**YOUR ASSIGNMENT**
Write out the lines starting at the one that holds "pub mod data;" and ending with the final line of the data, exactly and with no others.

↓↓↓

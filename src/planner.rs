//! The aggregation rule: fold reported issues into a remediation plan.
//!
//! One pass over the issue list builds at most one [`Remediation`] per
//! package. Issues without a fix version contribute nothing; repeated
//! findings for a package accumulate ids and push the farthest fix version
//! upward. Entries come out sorted by package name so identical inputs
//! always render identical reports.

use std::collections::HashMap;

use tracing::{debug, warn};

use crate::model::{RawIssue, Remediation, RemediationPlan};
use crate::version::FixVersion;

/// Builds the remediation plan for a batch of issues.
///
/// For each issue, in input order:
/// - an empty fix version is skipped outright: no entry is created for its
///   package and its id is not recorded;
/// - the first fixable finding for a package creates its entry, keeping the
///   fix version string as given;
/// - later findings for the same package record their id (deduplicated) and
///   replace the farthest version only when both sides parse and the
///   candidate is strictly higher, stored in canonical form.
///
/// # Example
///
/// ```
/// use fixplan::model::RawIssue;
/// use fixplan::planner::build_plan;
///
/// let plan = build_plan(&[
///     RawIssue::new("V1", "lodash", "4.17.11"),
///     RawIssue::new("V2", "lodash", "4.17.21"),
/// ]);
///
/// assert_eq!(plan.upgrades[0].farthest_fixed_in_version, "4.17.21");
/// assert_eq!(plan.upgrades[0].fixes_vulns, vec!["V1", "V2"]);
/// ```
pub fn build_plan(issues: &[RawIssue]) -> RemediationPlan {
    let mut entries: HashMap<String, Remediation> = HashMap::new();

    for issue in issues {
        if !issue.has_fix() {
            debug!("{}: {} has no fix version, skipping", issue.package_name, issue.id);
            continue;
        }

        match entries.get_mut(&issue.package_name) {
            Some(entry) => {
                entry.record_fix(&issue.id);
                advance_version(entry, &issue.nearest_fixed_in);
            }
            None => {
                entries.insert(
                    issue.package_name.clone(),
                    Remediation::new(&issue.package_name, &issue.nearest_fixed_in, &issue.id),
                );
            }
        }
    }

    let mut plan = RemediationPlan {
        upgrades: entries.into_values().collect(),
    };
    plan.sort_by_package();
    plan
}

/// Replaces the entry's farthest version when the candidate parses and is
/// strictly higher. Either side failing to parse leaves the entry as is; a
/// malformed version must never win a comparison.
fn advance_version(entry: &mut Remediation, candidate: &str) {
    let current = match entry.farthest_fixed_in_version.parse::<FixVersion>() {
        Ok(version) => version,
        Err(e) => {
            warn!("{}: skipping version comparison, {}", entry.pkg_name, e);
            return;
        }
    };
    let parsed = match candidate.parse::<FixVersion>() {
        Ok(version) => version,
        Err(e) => {
            warn!("{}: skipping version comparison, {}", entry.pkg_name, e);
            return;
        }
    };

    if current < parsed {
        entry.farthest_fixed_in_version = parsed.to_string();
    }
}
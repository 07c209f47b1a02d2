//! Raw bar sources and structured error types.
//!
//! The `RawBarSource` trait abstracts over where raw bars come from (CSV
//! files, JSON dumps, in-memory fixtures) so the pipeline never touches I/O.
//! Sources return bars in file order; concatenating sources with `load_all`
//! defines the ingestion order that duplicate resolution depends on.

pub mod csv_source;
pub mod json_source;
pub mod timestamp;

pub use csv_source::CsvSource;
pub use json_source::JsonSource;
pub use timestamp::parse_timestamp;

use crate::domain::RawBar;
use std::path::{Path, PathBuf};
use thiserror::Error;
use tracing::debug;

/// Structured error types for loading raw bars.
#[derive(Debug, Error)]
pub enum DataError {
    #[error("failed to read {}: {source}", .path.display())]
    Io {
        path: PathBuf,
        #[source]
        source: std::io::Error,
    },

    #[error("malformed CSV in {}: {source}", .path.display())]
    Csv {
        path: PathBuf,
        #[source]
        source: csv::Error,
    },

    #[error("malformed JSON in {}: {source}", .path.display())]
    Json {
        path: PathBuf,
        #[source]
        source: serde_json::Error,
    },

    /// `line` is the 1-based CSV line, or the 1-based record index for JSON.
    #[error("{}:{line}: {reason}", .path.display())]
    Parse {
        path: PathBuf,
        line: u64,
        reason: String,
    },

    #[error("unsupported input format for {} (expected .csv or .json)", .path.display())]
    UnsupportedFormat { path: PathBuf },
}

/// Trait for raw bar sources.
pub trait RawBarSource: Send + Sync {
    /// Human-readable name, used as the default `source_id` of loaded bars.
    fn name(&self) -> &str;

    /// Load every bar in source order.
    fn load(&self) -> Result<Vec<RawBar>, DataError>;
}

/// Pick a source by file extension.
pub fn source_for_path(path: &Path) -> Result<Box<dyn RawBarSource>, DataError> {
    let ext = path
        .extension()
        .and_then(|e| e.to_str())
        .map(str::to_ascii_lowercase);
    match ext.as_deref() {
        Some("csv") => Ok(Box::new(CsvSource::new(path))),
        Some("json") => Ok(Box::new(JsonSource::new(path))),
        _ => Err(DataError::UnsupportedFormat {
            path: path.to_path_buf(),
        }),
    }
}

/// Load all sources in order and concatenate their bars.
pub fn load_all(sources: &[Box<dyn RawBarSource>]) -> Result<Vec<RawBar>, DataError> {
    let mut bars = Vec::new();
    for source in sources {
        let loaded = source.load()?;
        debug!(source = source.name(), bars = loaded.len(), "loaded raw bars");
        bars.extend(loaded);
    }
    Ok(bars)
}

/// File name of `path`, falling back to the full path.
pub(crate) fn display_name(path: &Path) -> String {
    path.file_name()
        .map(|n| n.to_string_lossy().into_owned())
        .unwrap_or_else(|| path.display().to_string())
}
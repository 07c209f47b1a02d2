//! cleanbar core: OHLCV cleaning and normalization.
//!
//! Turns raw, possibly dirty bar records into a gap-free, time-ordered series
//! on a fixed interval grid, plus a defect report accounting for every
//! correction:
//! - Parse/validate: reject malformed bars, drop duplicate timestamps, sort
//! - Resample: snap to the grid, merge multi-bar slots, fill gaps
//! - Normalize: enforce OHLC ordering, verify the grid, seal the series
//!
//! Adapters for CSV/JSON files, run fingerprints and a synthetic dirty-data
//! generator sit around the pipeline; the pipeline itself does no I/O.

pub mod config;
pub mod data;
pub mod domain;
pub mod error;
pub mod fingerprint;
pub mod pipeline;
pub mod synthetic;

pub use config::{AggregationPolicy, CleanConfig, ConfigError};
pub use domain::{
    BarInterval, CanonicalBar, Defect, DefectKind, DefectReport, RawBar, Resolution, Series,
};
pub use error::{InvalidValue, PipelineError};
pub use pipeline::{clean, clean_many, infer_interval, CleanJob, CleanOutput};
//! Domain types for cleanbar

pub mod bar;
pub mod defect;
pub mod ids;
pub mod interval;
pub mod series;

pub use bar::{CanonicalBar, RawBar};
pub use defect::{Defect, DefectKind, DefectReport, Resolution};
pub use ids::{normalize_symbol, ContentHash};
pub use interval::{BarInterval, IntervalError};
pub use series::Series;

/// Symbol type alias
pub type Symbol = String;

↑↑↑

**REPLY TO THE TASK**
pub mod data;
pub mod domain;
pub mod error;
pub mod fingerprint;
pub mod pipeline;
pub mod synthetic;

pub use config::{AggregationPolicy, CleanConfig, ConfigError};
pub use domain::{
    BarInterval, CanonicalBar, Defect, DefectKind, DefectReport, RawBar, Resolution, Series,
};
pub use error::{InvalidValue, PipelineError};
pub use pipeline::{clean, clean_many, infer_interval, CleanJob, CleanOutput};
//! Domain types for cleanbar

pub mod bar;
pub mod defect;
pub mod ids;
pub mod interval;
pub mod series;

pub use bar::{CanonicalBar, RawBar};
pub use defect::{Defect, DefectKind, DefectReport, Resolution};
pub use ids::{normalize_symbol, ContentHash};
pub use interval::{BarInterval, IntervalError};
pub use series::Series;

/// Symbol type alias
pub type Symbol = String;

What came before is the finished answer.